Следует также отметить, что вентиляционное отверстие, через которое выходил дым от очага, имеет космогоническое значение: это нисхождение небесного света к домашнему очагу, и через это отверстие божества проникают внутрь жилища. Глазок в крыше юрты есть небесное Око, из которого нисходит свет. Как мы помним, именно так, согласно преданию, произошло зачатие Чингисхана.
«Пищу принимают, — свидетельствовал Рубрук, — только по вечерам. Утром только пьют или едят просо. Но вечером нам подали мясо, баранью лопатку вместе с рёбрами, а также налили мясного бульона. Когда мы выпили этого бульона, то почувствовали, что превосходно подкрепились, и это питьё показалось мне самым здоровым и питательным… Иногда за отсутствием топлива приходилось есть полусырое или почти сырое мясо».
Домашний скот обеспечивал кочевникам всё необходимое: жильё, пищу, материалы для ремесла. Хозяйство монголов основывалось на этой теснейшей связи между человеком и животным. Хотя для скотоводов немалое значение имели охота и рыбная ловля, а иногда они выменивали некоторые продукты земледелия у осёдлого населения, жили они преимущественно за счёт своих стад, которые служили им одновременно и средством производства, и предметом потребления.

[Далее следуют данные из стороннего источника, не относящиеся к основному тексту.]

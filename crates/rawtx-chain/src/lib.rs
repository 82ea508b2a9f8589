//! # rawtx-chain
//!
//! Legacy Ethereum transaction model and canonical RLP codec.
//!
//! ## Modules
//!
//! - [`transaction`] - [`UnsignedTransaction`], [`SignedTransaction`] and [`TxSignature`]
//! - [`codec`] - Strict encode/decode between transactions, bytes and hex
//! - [`rlp`] - Field-aware helpers over `alloy-rlp`
//!
//! ## Example
//!
//! ```
//! use rawtx_chain::{codec, SignedTransaction, TxSignature, UnsignedTransaction};
//! use alloy_primitives::{Bytes, U256};
//!
//! let tx = UnsignedTransaction::contract_creation(
//!     0,
//!     U256::ZERO,
//!     U256::from(100_000u64),
//!     U256::from(4_000_000_000u64),
//!     Bytes::from_static(&[0x60, 0x80]),
//! );
//! let signed = SignedTransaction::new(tx, TxSignature::new(37, U256::from(1u64), U256::from(1u64)));
//!
//! let decoded = codec::decode(&codec::encode(&signed)).unwrap();
//! assert!(decoded.tx().is_contract_creation());
//! ```

#![forbid(unsafe_code)]
#![warn(missing_docs)]

pub mod codec;
pub mod rlp;
pub mod transaction;

pub use codec::{decode, decode_hex, encode, encode_hex};
pub use transaction::{SignedTransaction, TxSignature, UnsignedTransaction};
//! # New Command
//!
//! Implementation of `rawtx new`, which validates the command-line fields,
//! builds a legacy transaction, signs it with EIP-155 replay protection and
//! prints the result.
//!
//! ## Usage
//!
//! ```text
//! rawtx new --privkey 4646...46 --to 0x3535...35 --value 1 --nonce 9 \
//!     --gasPrice 20000000000 --gasLimit 21000
//! ```
//!
//! Omitting `--to` creates a contract with `--data` as its init code.

use std::io::{self, Write};
use std::str::FromStr;

use alloy_primitives::{Address, Bytes, U256};
use rawtx_chain::{SignedTransaction, UnsignedTransaction};
use rawtx_core::amount::{parse_amount, parse_integer};
use rawtx_core::config::{Config, DefaultsConfig};
use rawtx_core::error::{FormatError, FormatResult};
use rawtx_crypto::{Eip155Signer, SecretKey};
use tracing::{debug, info};

use super::{write_summary, CommandError};
use crate::cli::args::NewArgs;
use crate::summary::TransactionSummary;

/// The `rawtx new` command handler.
#[derive(Debug, Clone)]
pub struct NewCommand {
    /// Parsed command-line arguments.
    pub args: NewArgs,
}

impl NewCommand {
    /// Create a new `NewCommand`.
    #[must_use]
    pub const fn new(args: NewArgs) -> Self {
        Self { args }
    }

    /// Validate the arguments and assemble the unsigned transaction.
    ///
    /// Fields are checked in order: recipient, value, gas price, gas limit,
    /// data. Gas values fall back to `defaults` when their flag is absent.
    ///
    /// # Errors
    ///
    /// Returns the [`FormatError`] of the first invalid field.
    pub fn build(&self, defaults: &DefaultsConfig) -> FormatResult<UnsignedTransaction> {
        let to = parse_recipient(self.args.to.as_deref().unwrap_or_default())?;
        let value = parse_amount(&self.args.value)?;
        let gas_price = parse_gas_price(
            self.args
                .gas_price
                .as_deref()
                .unwrap_or(&defaults.gas_price),
        )?;
        let gas_limit = parse_gas_limit(
            self.args
                .gas_limit
                .as_deref()
                .unwrap_or(&defaults.gas_limit),
        )?;
        let input = parse_data(&self.args.data)?;

        debug!(
            nonce = self.args.nonce,
            to = ?to,
            %value,
            %gas_price,
            %gas_limit,
            data_len = input.len(),
            "built transaction"
        );

        Ok(UnsignedTransaction::build(
            self.args.nonce,
            to,
            value,
            gas_limit,
            gas_price,
            input,
        ))
    }

    /// Build and sign the transaction.
    ///
    /// The chain id is `--chain-id` if given, else `network.chain_id`.
    ///
    /// # Errors
    ///
    /// Returns a [`FormatError`] for invalid fields or a malformed key, and a
    /// `SignError` if the key is not a valid secp256k1 scalar.
    pub fn sign(&self, config: &Config) -> Result<SignedTransaction, CommandError> {
        let tx = self.build(&config.defaults)?;
        let key = SecretKey::from_hex(&self.args.privkey)?;
        let chain_id = self.args.chain_id.unwrap_or(config.network.chain_id);

        info!(chain_id, "signing transaction");
        Ok(Eip155Signer::new(chain_id).sign_transaction(tx, &key)?)
    }

    /// Run the command, printing to stdout.
    ///
    /// # Errors
    ///
    /// See [`sign`](Self::sign); also fails if stdout cannot be written.
    pub fn run(&self, config: &Config) -> Result<(), CommandError> {
        let stdout = io::stdout();
        self.run_with(config, &mut stdout.lock())
    }

    /// Run the command, printing to `out`.
    ///
    /// # Errors
    ///
    /// Same as [`run`](Self::run).
    pub fn run_with<W: Write>(&self, config: &Config, out: &mut W) -> Result<(), CommandError> {
        let signed = self.sign(config)?;
        write_summary(out, &TransactionSummary::from_signed(&signed), self.args.format)
    }
}

/// Parse the `--to` value. Empty means contract creation.
///
/// # Errors
///
/// Returns [`FormatError::InvalidRecipient`] unless the text is empty or a
/// 20-byte hex address with optional `0x`.
pub fn parse_recipient(text: &str) -> FormatResult<Option<Address>> {
    if text.is_empty() {
        return Ok(None);
    }

    Address::from_str(text)
        .map(Some)
        .map_err(|_| FormatError::invalid_recipient(text))
}

/// Parse the `--gasPrice` value as a base-10 integer.
///
/// # Errors
///
/// Returns [`FormatError::InvalidGasPrice`].
pub fn parse_gas_price(text: &str) -> FormatResult<U256> {
    parse_integer(text).ok_or(FormatError::InvalidGasPrice)
}

/// Parse the `--gasLimit` value as a base-10 integer.
///
/// # Errors
///
/// Returns [`FormatError::InvalidGasLimit`].
pub fn parse_gas_limit(text: &str) -> FormatResult<U256> {
    parse_integer(text).ok_or(FormatError::InvalidGasLimit)
}

/// Parse the `--data` value as hex.
///
/// A `0x`/`0X` prefix is optional and an odd digit count is left-padded with
/// one `0`, so `0x1` is the single byte `0x01`.
///
/// # Errors
///
/// Returns [`FormatError::BadHexData`] if the digits are not hex.
pub fn parse_data(text: &str) -> FormatResult<Bytes> {
    let digits = text
        .strip_prefix("0x")
        .or_else(|| text.strip_prefix("0X"))
        .unwrap_or(text);

    let decoded = if digits.len() % 2 == 1 {
        hex::decode(format!("0{digits}"))
    } else {
        hex::decode(digits)
    };

    decoded
        .map(Bytes::from)
        .map_err(|_| FormatError::bad_hex_data(text))
}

Основу их питания составляли молочные и мясные продукты. Монголы предпочитали разводить на мясо овец и коз, поскольку они быстро приносили приплод, а уход за ними требовался только в течение непродолжительного периода. Они ели жареную баранину и козлятину, но чаще варили мясо, добавляя в бульон ароматные травы. В описываемое нами время у кочевников изобилия мясной пищи не было, и приходилось беречь скот, особенно если он был недостаточно упитанным. Заметим, что современные монголы, по официальным данным, потребляют в день по 500 граммов мяса на человека.

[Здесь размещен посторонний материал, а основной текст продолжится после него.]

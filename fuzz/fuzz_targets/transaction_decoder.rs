//! Fuzz target for the signed transaction decoder.
//!
//! # Running
//!
//! ```bash
//! cargo +nightly fuzz run transaction_decoder
//! ```

#![no_main]

use libfuzzer_sys::fuzz_target;
use rawtx_chain::codec;

fuzz_target!(|data: &[u8]| {
    // Anything that decodes must re-encode to the exact input.
    if let Ok(tx) = codec::decode(data) {
        assert_eq!(codec::encode(&tx), data);
        let _ = tx.hash();
        let _ = tx.signing_hash();
    }

    if let Ok(text) = std::str::from_utf8(data) {
        let _ = codec::decode_hex(text);
    }
});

Наверняка Тэмучжину и его близким такого количества не доставалось. Путешественники, описывая меню монголов, обычно отмечали его однообразие. «Относительно их питания и продовольствия вы узнаете, что они едят мясо животных, как забитых, так и павших… Мяса одного барана у них может хватить на пятьдесят и даже сто человек. Они режут его на мелкие куски и замачивают в миске с солёной водой, никаких соусов не используют», — писал тот же Рубрук. Посланник папы Иннокентия IV откровенно признавал, что пища монголов ему не по вкусу: «Монголы употребляют в пищу всё съедобное: собак, волков, лис, лошадей, а при нужде и человеческое мясо. <…> Они используют даже конский навоз. Нам доводилось видеть, как они перекусывали насекомыми. <…> И даже ели мышей».

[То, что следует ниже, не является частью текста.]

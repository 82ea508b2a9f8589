//! Focused tests of the binary crate's public surface.

pub mod cli_integration_test;
pub mod error_handling_test;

Можно не сомневаться, что оба прибывшие из Франции священнослужителя привыкли у себя дома к другим деликатесам. Даже если Плано Карпини и сгущает краски, большое число других свидетельств подтверждает, что меню монголов было далеко от гастрономических изысков. Некоторые авторы с отвращением описывали один удивительный обычай, чаще всего приписываемый гуннам: разогревать или размягчать кусок мяса, поместив его между ягодицами своего ездового животного либо под седло. Амьен Марселей, который воевал против кочевников, а также Жан де Жуанвиль, сподвижник короля Людовика Святого, упоминают об этом же обычае у монголов. Но, даже учитывая варварские нравы кочевников, эти описания представляются сомнительными. Помимо того что извалянное в шерсти и пропитанное потом животного мясо отнюдь не выигрывает во вкусе и аромате, эффективность такого способа весьма маловероятна.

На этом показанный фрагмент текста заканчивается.